In 2009, Underwood toured in a new musical, David Tydd's Valentino (about Rudolph Valentino), with fellow Bardot member Tiffani Wood and Normie Rowe.

In November 2009, Underwood self-released her debut studio album called Ain't Nobody's Baby.

During the 2010s, Underwood stepped out of the public spotlight and only made rare musical appearances in Melbourne. During this period she received multiple invites to appear as a contestant on The Voice; to humour the producers Underwood eventually accepted the invite but before reaching the blind auditions she refused to sign the contract that would have put her on the show.

During this decade, she established her own meditation business and released several meditative albums.

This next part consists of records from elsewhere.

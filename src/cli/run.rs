//! Run command handler
//!
//! Loads the configuration and keyword catalog, reads the ticket batch
//! from a JSON file, drives the batch runner against the in-memory record
//! store, and writes the run report plus the error CSV.

use std::path::Path;

use anyhow::Context;
use serde::Deserialize;
use tracing::info;

use crate::batch::{write_error_csv, BatchReport, BatchRunner, ExitStatus};
use crate::cli::RunArgs;
use crate::config::{vendor_map, TriageConfig};
use crate::dispatch::WindowClock;
use crate::flags::RuleCatalog;
use crate::rank::ProvidedRankPredictor;
use crate::store::memory::LedgerEntry;
use crate::store::{MemoryStore, NullResolver};
use crate::ticket::{TeamId, Ticket};

/// Shape of the ticket batch input file.
#[derive(Debug, Deserialize)]
pub struct RunInput {
    /// Team owning created proposal records. Absence is a batch-level
    /// configuration error, mirroring the record store contract.
    #[serde(default)]
    pub team: Option<TeamId>,
    pub tickets: Vec<Ticket>,
    /// Pre-existing allocation history entries.
    #[serde(default)]
    pub history: Vec<LedgerEntry>,
}

/// Handle `triage run`.
pub fn handle_run(args: &RunArgs) -> anyhow::Result<ExitStatus> {
    let mut config = TriageConfig::load(Some(&args.config))
        .with_context(|| format!("loading {}", args.config.display()))?
        .with_env_overrides();
    if let Some(level) = &args.log_level {
        config.logging.level = level.clone();
    }
    crate::logging::init(&config.logging);
    config.validate().context("invalid configuration")?;

    let catalog = RuleCatalog::load(&config.catalog.dir, vendor_map(&config.profiles))
        .context("loading keyword catalog")?;
    let directory = config.directory.build();

    let input = read_input(&args.input)?;
    let store = MemoryStore::new(input.team).with_history(input.history);
    let mut tickets: Vec<Ticket> = input.tickets;

    let upstream = if args.upstream_warning {
        ExitStatus::Warning
    } else {
        ExitStatus::Success
    };

    let predictor = ProvidedRankPredictor;
    let resolver = NullResolver;
    let runner = BatchRunner::new(
        &catalog,
        &directory,
        &predictor,
        &store,
        &resolver,
        &resolver,
        WindowClock::new(config.batch.cutover_hour_utc),
    );

    let now = chrono::Utc::now();
    let report = runner.run(&mut tickets, now, upstream);

    if !report.failures.is_empty() {
        std::fs::create_dir_all(&config.batch.data_dir)
            .with_context(|| format!("creating {}", config.batch.data_dir.display()))?;
        let path = write_error_csv(&config.batch.data_dir, now, &report.failures)
            .context("writing error CSV")?;
        info!(path = %path.display(), "failed tickets exported");
    }

    write_report(args.output.as_deref(), &report)?;
    Ok(report.status)
}

fn read_input(path: &Path) -> anyhow::Result<RunInput> {
    let content = std::fs::read_to_string(path)
        .with_context(|| format!("reading {}", path.display()))?;
    serde_json::from_str(&content).with_context(|| format!("parsing {}", path.display()))
}

fn write_report(output: Option<&Path>, report: &BatchReport) -> anyhow::Result<()> {
    let json = serde_json::to_string_pretty(report)?;
    match output {
        Some(path) => {
            std::fs::write(path, json).with_context(|| format!("writing {}", path.display()))?
        }
        None => println!("{}", json),
    }
    Ok(())
}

===2020–present: Ka'bel===
In April 2020, to commemorate the 20th anniversary of the release of their debut single "Poison", Underwood and Bardot bandmates Tiffani Wood and Belinda Chapple reunited remotely online to perform the song. In September 2021, it was announced that Underwood and Chapple would professionally reunite as a duo under the name Ka'Bel, with their debut single "Broken Hearted" released on 15 October 2021.

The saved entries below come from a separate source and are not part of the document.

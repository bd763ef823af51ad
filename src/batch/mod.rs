//! Batch runner
//!
//! Drives the per-ticket pipeline: resolve missing fields, evaluate
//! flags, apply forced corrections, resolve the rank, decide the route,
//! and commit the decision through the record store. One ticket's
//! write-back failure is recorded and never aborts the batch.

pub mod export;

pub use export::write_error_csv;

use chrono::{DateTime, Utc};
use serde::Serialize;
use tracing::{error, info, warn};

use crate::dispatch::{Dispatcher, RoutingDecision, WindowClock};
use crate::directory::DispatchDirectory;
use crate::flags::{apply_forced_correction, evaluate, RuleCatalog};
use crate::rank::{Rank, RankPredictor};
use crate::store::{
    AccountResolver, AddressResolver, AllocationHistory, RecordStore, StoreError,
};
use crate::ticket::{Ticket, TicketId};

/// Batch result tier. `Error` wins over `Warning`; a `Warning` inherited
/// from an upstream stage is never downgraded by a later success.
#[derive(Debug, Clone, Copy, PartialEq, Eq, Serialize)]
#[serde(rename_all = "lowercase")]
pub enum ExitStatus {
    Success,
    Error,
    Warning,
}

impl ExitStatus {
    /// Process exit code.
    pub fn code(&self) -> i32 {
        match self {
            ExitStatus::Success => 0,
            ExitStatus::Error => 1,
            ExitStatus::Warning => 2,
        }
    }

    /// Combine two tiers, keeping the worse one.
    pub fn combine(self, other: ExitStatus) -> ExitStatus {
        match (self, other) {
            (ExitStatus::Error, _) | (_, ExitStatus::Error) => ExitStatus::Error,
            (ExitStatus::Warning, _) | (_, ExitStatus::Warning) => ExitStatus::Warning,
            _ => ExitStatus::Success,
        }
    }
}

/// The stage at which a ticket's write-back failed.
#[derive(Debug, Clone, Copy, PartialEq, Eq, Serialize)]
#[serde(rename_all = "snake_case")]
pub enum FailureStage {
    Proposal,
    Commit,
    Annotation,
}

impl std::fmt::Display for FailureStage {
    fn fmt(&self, f: &mut std::fmt::Formatter<'_>) -> std::fmt::Result {
        match self {
            FailureStage::Proposal => write!(f, "proposal"),
            FailureStage::Commit => write!(f, "commit"),
            FailureStage::Annotation => write!(f, "annotation"),
        }
    }
}

/// One row of the end-of-run error export.
#[derive(Debug, Clone, Serialize)]
pub struct FailedTicket {
    pub ticket: TicketId,
    pub contractor_name: Option<String>,
    pub contract_id: Option<String>,
    pub contact_phone: Option<String>,
    pub rank: Option<Rank>,
    pub stage: FailureStage,
    pub reason: String,
}

/// Outcome recorded for every processed ticket.
#[derive(Debug, Clone, Serialize)]
pub struct TicketOutcome {
    pub ticket: TicketId,
    pub rank: Option<Rank>,
    /// Forced-correction rule that fired, if any.
    pub correction: Option<String>,
    pub decision: RoutingDecision,
    /// Whether the decision was fully written back.
    pub committed: bool,
}

/// End-of-run report.
#[derive(Debug, Serialize)]
pub struct BatchReport {
    pub outcomes: Vec<TicketOutcome>,
    pub failures: Vec<FailedTicket>,
    pub status: ExitStatus,
}

impl BatchReport {
    pub fn routed(&self) -> usize {
        self.outcomes
            .iter()
            .filter(|o| o.committed && o.decision.is_routed())
            .count()
    }

    pub fn escalated(&self) -> usize {
        self.outcomes
            .iter()
            .filter(|o| o.committed && !o.decision.is_routed())
            .count()
    }
}

/// Sequences the pipeline stages for one run.
pub struct BatchRunner<'a, S> {
    catalog: &'a RuleCatalog,
    directory: &'a DispatchDirectory,
    predictor: &'a dyn RankPredictor,
    store: &'a S,
    address_resolver: &'a dyn AddressResolver,
    account_resolver: &'a dyn AccountResolver,
    clock: WindowClock,
}

impl<'a, S> BatchRunner<'a, S>
where
    S: RecordStore + AllocationHistory,
{
    #[allow(clippy::too_many_arguments)]
    pub fn new(
        catalog: &'a RuleCatalog,
        directory: &'a DispatchDirectory,
        predictor: &'a dyn RankPredictor,
        store: &'a S,
        address_resolver: &'a dyn AddressResolver,
        account_resolver: &'a dyn AccountResolver,
        clock: WindowClock,
    ) -> Self {
        Self {
            catalog,
            directory,
            predictor,
            store,
            address_resolver,
            account_resolver,
            clock,
        }
    }

    /// Process all tickets. `upstream` carries the result tier of earlier
    /// pipeline stages and is combined into the final status.
    pub fn run(
        &self,
        tickets: &mut [Ticket],
        now: DateTime<Utc>,
        upstream: ExitStatus,
    ) -> BatchReport {
        info!(tickets = tickets.len(), "dispatch batch started");

        // Proposal records need an owning team; without one nothing can
        // be dispatched safely.
        if self.store.dispatch_team().is_none() {
            error!("no dispatch team configured in the record store");
            return BatchReport {
                outcomes: Vec::new(),
                failures: Vec::new(),
                status: ExitStatus::Error,
            };
        }

        let dispatcher = Dispatcher::new(self.directory, self.store, self.clock);
        let mut outcomes = Vec::with_capacity(tickets.len());
        let mut failures = Vec::new();

        for ticket in tickets.iter_mut() {
            self.resolve_external_fields(ticket);

            let mut flags = evaluate(ticket, self.catalog);
            let correction = apply_forced_correction(&mut flags, ticket.order_content);
            ticket.flags = flags;
            ticket.rank = self.predictor.predict(ticket);

            let decision = dispatcher.decide(ticket, now);
            let committed = self.execute(ticket, &decision, now, &mut failures);

            outcomes.push(TicketOutcome {
                ticket: ticket.id,
                rank: ticket.rank,
                correction: correction.map(|r| r.to_string()),
                decision,
                committed,
            });
        }

        let status = if failures.is_empty() {
            upstream.combine(ExitStatus::Success)
        } else {
            ExitStatus::Error
        };

        info!(
            routed = outcomes.iter().filter(|o| o.committed && o.decision.is_routed()).count(),
            escalated = outcomes.iter().filter(|o| o.committed && !o.decision.is_routed()).count(),
            failed = failures.len(),
            "dispatch batch finished"
        );

        BatchReport {
            outcomes,
            failures,
            status,
        }
    }

    fn resolve_external_fields(&self, ticket: &mut Ticket) {
        if ticket.address_code.is_none() {
            if let Some(text) = ticket.address_text.clone() {
                ticket.address_code = self.address_resolver.address_to_code(&text);
            }
        }
        if ticket.account_owner.is_none() {
            ticket.account_owner = self.account_resolver.resolve(ticket);
        }
    }

    /// Commit a decision: proposal first where required, then the routing
    /// update, then the annotation. The first failure abandons the ticket.
    fn execute(
        &self,
        ticket: &Ticket,
        decision: &RoutingDecision,
        now: DateTime<Utc>,
        failures: &mut Vec<FailedTicket>,
    ) -> bool {
        if decision.needs_proposal {
            if let Err(err) = self.store.create_proposal(ticket, now.date_naive()) {
                record_failure(failures, ticket, FailureStage::Proposal, &err);
                return false;
            }
        }

        if let Err(err) = self.store.commit_routing(ticket, decision, now) {
            record_failure(failures, ticket, FailureStage::Commit, &err);
            return false;
        }

        if let Some(note) = &decision.annotation {
            if let Err(err) = self.store.annotate(ticket.id, note) {
                record_failure(failures, ticket, FailureStage::Annotation, &err);
                return false;
            }
        }

        true
    }
}

fn record_failure(
    failures: &mut Vec<FailedTicket>,
    ticket: &Ticket,
    stage: FailureStage,
    err: &StoreError,
) {
    warn!(ticket = %ticket.id.0, stage = %stage, error = %err, "ticket abandoned for this run");
    failures.push(FailedTicket {
        ticket: ticket.id,
        contractor_name: ticket.contractor_name.clone(),
        contract_id: ticket.contract_id.clone(),
        contact_phone: ticket.contact_phone.clone(),
        rank: ticket.rank,
        stage,
        reason: err.to_string(),
    });
}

In 2023, Underwood released two solo singles, "Feels So Good" and a re-recording of her 2003 Disco Montego collaboration, "Beautiful".

== Personal life ==
Born in Adelaide, South Australia, Underwood sang in a girls choir, and later studied Maths and Computer Science at University of Adelaide. After three years at university she dropped out and moved to Melbourne.

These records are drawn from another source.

//! Dispatch directory configuration
//!
//! Serde DTOs for the destination tables: routing profiles (with their
//! registered vendor names), through routes keyed by account owner, area
//! routes, no-touch routes, and the normal-allocation table. Entry order
//! in the file is preserved into the runtime directory; the allocator's
//! tie-break depends on it.

use std::collections::HashMap;

use serde::{Deserialize, Serialize};

use crate::config::error::ConfigError;
use crate::directory::{
    AccountRoute, AllocationEntry, AreaRoute, DispatchDirectory, NoTouchRoute,
};
use crate::flags::catalog::normalize_vendor;
use crate::rank::RankMask;
use crate::ticket::{AddressCode, OrgPath, ProfileId, UserId};

/// A routing profile: the dispatch configuration tickets are extracted
/// under, carrying the vendor names for the cross-match flag.
#[derive(Debug, Clone, Serialize, Deserialize)]
pub struct ProfileConfig {
    pub id: ProfileId,
    pub name: String,
    #[serde(default)]
    pub vendors: Vec<String>,
}

/// Through route keyed by account owner; `account_owner` absent means the
/// empty-owner sentinel.
#[derive(Debug, Clone, Serialize, Deserialize)]
pub struct AccountRouteConfig {
    pub account_owner: Option<UserId>,
    #[serde(default)]
    pub mask: RankMask,
    pub destination: OrgPath,
}

/// Area route with both the visit-preference and branch-priority masks.
#[derive(Debug, Clone, Serialize, Deserialize)]
pub struct AreaRouteConfig {
    pub profile: ProfileId,
    pub address_code: String,
    #[serde(default)]
    pub visit: RankMask,
    #[serde(default)]
    pub priority: RankMask,
    pub destination: OrgPath,
}

/// No-touch route keyed by profile and center account owner.
#[derive(Debug, Clone, Serialize, Deserialize)]
pub struct NoTouchRouteConfig {
    pub profile: ProfileId,
    pub account_owner: Option<UserId>,
    #[serde(default)]
    pub mask: RankMask,
    pub destination: OrgPath,
}

/// One destination of the normal-allocation table.
#[derive(Debug, Clone, Serialize, Deserialize)]
pub struct AllocationConfig {
    pub profile: ProfileId,
    pub destination: OrgPath,
    /// Rate for rank-A tickets; 0 removes the entry from rank-A pools.
    #[serde(default)]
    pub rate_a: f64,
    /// Rate for every other tier.
    #[serde(default)]
    pub rate: f64,
    #[serde(default)]
    pub third_party: bool,
    #[serde(default)]
    pub collab_line: bool,
    #[serde(default)]
    pub normal: RankMask,
}

/// All destination configuration sections.
#[derive(Debug, Clone, Serialize, Deserialize, Default)]
#[serde(default)]
pub struct DirectoryConfig {
    pub account_routes: Vec<AccountRouteConfig>,
    pub area_routes: Vec<AreaRouteConfig>,
    pub notouch_routes: Vec<NoTouchRouteConfig>,
    pub allocations: Vec<AllocationConfig>,
}

impl DirectoryConfig {
    /// Build the runtime lookup structure, preserving entry order.
    pub fn build(&self) -> DispatchDirectory {
        let account_routes = self
            .account_routes
            .iter()
            .map(|c| AccountRoute {
                account_owner: c.account_owner.unwrap_or_else(UserId::empty),
                mask: c.mask,
                destination: c.destination,
            })
            .collect();
        let area_routes = self
            .area_routes
            .iter()
            .map(|c| AreaRoute {
                profile: c.profile,
                address_code: AddressCode(c.address_code.clone()),
                visit_mask: c.visit,
                priority_mask: c.priority,
                destination: c.destination,
            })
            .collect();
        let notouch_routes = self
            .notouch_routes
            .iter()
            .map(|c| NoTouchRoute {
                profile: c.profile,
                account_owner: c.account_owner.unwrap_or_else(UserId::empty),
                mask: c.mask,
                destination: c.destination,
            })
            .collect();
        let allocations = self
            .allocations
            .iter()
            .map(|c| AllocationEntry {
                profile: c.profile,
                destination: c.destination,
                rate_a: c.rate_a,
                rate: c.rate,
                third_party: c.third_party,
                collab_line: c.collab_line,
                normal_mask: c.normal,
            })
            .collect();
        DispatchDirectory::new(account_routes, area_routes, notouch_routes, allocations)
    }

    /// Validate the directory sections against the declared profiles.
    pub fn validate(&self, profiles: &[ProfileConfig]) -> Result<(), ConfigError> {
        let known: Vec<ProfileId> = profiles.iter().map(|p| p.id).collect();
        let check_profile = |field: &str, id: ProfileId| {
            if known.contains(&id) {
                Ok(())
            } else {
                Err(ConfigError::Validation {
                    field: field.to_string(),
                    message: format!("references undeclared profile {}", id.0),
                })
            }
        };

        for (i, route) in self.area_routes.iter().enumerate() {
            check_profile(&format!("directory.area_routes[{}].profile", i), route.profile)?;
            if route.address_code.len() != AddressCode::LEN {
                return Err(ConfigError::Validation {
                    field: format!("directory.area_routes[{}].address_code", i),
                    message: format!(
                        "must be {} characters, got {}",
                        AddressCode::LEN,
                        route.address_code.len()
                    ),
                });
            }
        }
        for (i, route) in self.notouch_routes.iter().enumerate() {
            check_profile(
                &format!("directory.notouch_routes[{}].profile", i),
                route.profile,
            )?;
        }
        for (i, alloc) in self.allocations.iter().enumerate() {
            check_profile(&format!("directory.allocations[{}].profile", i), alloc.profile)?;
            for (name, rate) in [("rate_a", alloc.rate_a), ("rate", alloc.rate)] {
                if !rate.is_finite() || rate < 0.0 {
                    return Err(ConfigError::Validation {
                        field: format!("directory.allocations[{}].{}", i, name),
                        message: "rate must be a finite non-negative number".to_string(),
                    });
                }
            }
        }
        Ok(())
    }
}

/// Normalized vendor lists keyed by profile, for the rule catalog.
pub fn vendor_map(profiles: &[ProfileConfig]) -> HashMap<ProfileId, Vec<String>> {
    profiles
        .iter()
        .filter(|p| !p.vendors.is_empty())
        .map(|p| {
            (
                p.id,
                p.vendors.iter().map(|v| normalize_vendor(v)).collect(),
            )
        })
        .collect()
}

/// Validate profile declarations (unique ids).
pub fn validate_profiles(profiles: &[ProfileConfig]) -> Result<(), ConfigError> {
    for (i, profile) in profiles.iter().enumerate() {
        if profiles[..i].iter().any(|p| p.id == profile.id) {
            return Err(ConfigError::Validation {
                field: format!("profiles[{}].id", i),
                message: format!("duplicate profile id {}", profile.id.0),
            });
        }
        if profile.name.is_empty() {
            return Err(ConfigError::Validation {
                field: format!("profiles[{}].name", i),
                message: "name cannot be empty".to_string(),
            });
        }
    }
    Ok(())
}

In June 2007, The Sydney Morning Herald printed an interview with Underwood about her bisexuality.

In July 2011, Underwood gave birth to twin daughters. She currently lives in Melbourne and is a meditation teacher and remedial massage therapist.

==Discography==

===Albums===

List of studio albums
| Title | Album details |
|---|---|
| Ain't Nobody's Baby | Released: 20 November 2009; Label: Empire Records; Formats: CD, digital download, streaming; |
| Madrigal | Released: 13 February 2018; Label: Katie Underwood; Formats: CD, digital download, streaming; |
| Journey to Mantra | Released: 1 February 2019; Label: Katie Underwood; Formats: Digital download, streaming; |
| Awaken | Released: 23 March 2020; Label: Katie Underwood; Formats: Digital download, streaming; |
| Elevate | Released: 6 August 2021; Label: Katie Underwood; Formats: Digital download, streaming; |

===Extended plays===

List of extended plays
| Title | Album details |
|---|---|
| Mantra Dreaming | Released: 2 March 2021; Label: Katie Underwood; Formats: Digital download, streaming; |
| Mantra Rising | Released: 2 March 2021; Label: Katie Underwood; Formats: Digital download, streaming; |

===Singles===

List of singles with selected chart positions and certifications
Single: Year; AUS peak position; Certification; Album
As lead artist
"Danger": 2003; 33; Non-album single
"Awaken" (featuring Tikal De Meru): 2019; —; Awaken
"Feels So Good": 2023; —; Non-album single
"Beautiful 2023": —
As featured artist
"Don't Be Afraid" (Terra Ferma featuring Katie Ashley): 1999; —; The Adventures of...
"Beautiful" (Disco Montego featuring Katie Underwood): 2002; 9; ARIA: Gold;; Disco Montego
"Magic" (Disco Montego featuring Katie Underwood): 22
"Good Times" (Disco Montego featuring Selwyn, Katie Underwood, Peta Morris and Jeremy Gregory): 52; Non-album singles
"Be Together" (T-Funk featuring Katie Underwood): 2006; 31
"Element" (Southlight featuring Katie Underwood): 2014; —
"...Baby One More Time" (Greg Gould and Katie Underwood): 2022; —; 1998
As part of a group
"Poison" (with Bardot): 2000; 1; ARIA: 2× Platinum;; Bardot
"I Should've Never Let You Go" (with Bardot): 14; ARIA: Gold;
"These Days (with Bardot): 19; ARIA: Gold;
"Twelve Days of Christmas" (with Dreamtime Christmas All-Stars): 2004; 26; Non-album singles
"Broken Hearted" (with Ka'Bel): 2021; —
"Heartstrings" (with Ka'Bel): 2022; —
"Follow" (with Ka'Bel): 2023; —
"One In a Million" (with Ka'Bel): 2024; —

===Other appearances===

List of other appearances
| Song | Year | Album |
| "Halfway" (with Evoletah) | 2013 | We Ache For the Moon |
"Time" (with Evoletah)
"Guillotine" (with Evoletah)
"Black & Blue" (with Evoletah)

==Notes==
1.Underwood released a re-recorded solo version of "Beautiful" to mark its 20 year anniversary.
2.Underwood was credited as Katie Ashley for "Don't Be Afraid".
3.Ka'Bel is a collaboration between Underwood and Belinda Chapple.